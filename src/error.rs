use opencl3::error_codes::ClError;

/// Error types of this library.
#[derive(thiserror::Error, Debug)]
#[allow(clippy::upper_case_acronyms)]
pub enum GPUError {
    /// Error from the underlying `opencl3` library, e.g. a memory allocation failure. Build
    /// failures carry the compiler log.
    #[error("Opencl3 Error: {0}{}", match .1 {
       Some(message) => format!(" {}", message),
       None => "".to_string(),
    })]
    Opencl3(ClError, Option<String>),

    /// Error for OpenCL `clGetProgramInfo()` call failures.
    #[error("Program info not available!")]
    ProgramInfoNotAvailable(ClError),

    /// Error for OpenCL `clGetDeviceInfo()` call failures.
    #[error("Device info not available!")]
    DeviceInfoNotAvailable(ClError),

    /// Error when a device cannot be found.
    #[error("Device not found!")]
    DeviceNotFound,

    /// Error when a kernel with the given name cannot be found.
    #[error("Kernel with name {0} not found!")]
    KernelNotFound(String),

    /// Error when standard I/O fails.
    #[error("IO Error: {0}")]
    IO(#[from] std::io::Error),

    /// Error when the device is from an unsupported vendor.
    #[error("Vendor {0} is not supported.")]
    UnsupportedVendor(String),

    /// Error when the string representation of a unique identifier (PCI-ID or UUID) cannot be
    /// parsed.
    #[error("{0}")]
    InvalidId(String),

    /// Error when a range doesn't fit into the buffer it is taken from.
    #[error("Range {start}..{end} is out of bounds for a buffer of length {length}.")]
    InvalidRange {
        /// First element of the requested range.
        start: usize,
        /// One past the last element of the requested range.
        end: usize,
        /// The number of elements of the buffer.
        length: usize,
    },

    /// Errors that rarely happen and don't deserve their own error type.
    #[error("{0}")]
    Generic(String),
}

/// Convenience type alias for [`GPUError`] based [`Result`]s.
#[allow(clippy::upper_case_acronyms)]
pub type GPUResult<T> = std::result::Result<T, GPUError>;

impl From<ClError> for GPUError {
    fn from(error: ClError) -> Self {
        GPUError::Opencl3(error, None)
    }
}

--------------------------------

What you have to do | None of the records may be skipped; each is to be repeated exactly.

Expected answer |
filename src/error.rs
use opencl3::error_codes::ClError;

/// Error types of this library.
#[derive(thiserror::Error, Debug)]
#[allow(clippy::upper_case_acronyms)]
pub enum GPUError {
    /// Error from the underlying `opencl3` library, e.g. a memory allocation failure. Build
    /// failures carry the compiler log.
    #[error("Opencl3 Error: {0}{}", match .1 {
       Some(message) => format!(" {}", message),
       None => "".to_string(),
    })]
    Opencl3(ClError, Option<String>),

    /// Error for OpenCL `clGetProgramInfo()` call failures.
    #[error("Program info not available!")]
    ProgramInfoNotAvailable(ClError),

    /// Error for OpenCL `clGetDeviceInfo()` call failures.
    #[error("Device info not available!")]
    DeviceInfoNotAvailable(ClError),

    /// Error when a device cannot be found.
    #[error("Device not found!")]
    DeviceNotFound,

    /// Error when a kernel with the given name cannot be found.
    #[error("Kernel with name {0} not found!")]
    KernelNotFound(String),

    /// Error when standard I/O fails.
    #[error("IO Error: {0}")]
    IO(#[from] std::io::Error),

    /// Error when the device is from an unsupported vendor.
    #[error("Vendor {0} is not supported.")]
    UnsupportedVendor(String),

    /// Error when the string representation of a unique identifier (PCI-ID or UUID) cannot be
    /// parsed.
    #[error("{0}")]
    InvalidId(String),

    /// Error when a range doesn't fit into the buffer it is taken from.
    #[error("Range {start}..{end} is out of bounds for a buffer of length {length}.")]
    InvalidRange {
        /// First element of the requested range.
        start: usize,
        /// One past the last element of the requested range.
        end: usize,
        /// The number of elements of the buffer.
        length: usize,
    },

    /// Errors that rarely happen and don't deserve their own error type.
    #[error("{0}")]
    Generic(String),
}

/// Convenience type alias for [`GPUError`] based [`Result`]s.
#[allow(clippy::upper_case_acronyms)]
pub type GPUResult<T> = std::result::Result<T, GPUError>;

impl From<ClError> for GPUError {
    fn from(error: ClError) -> Self {
        GPUError::Opencl3(error, None)
    }
}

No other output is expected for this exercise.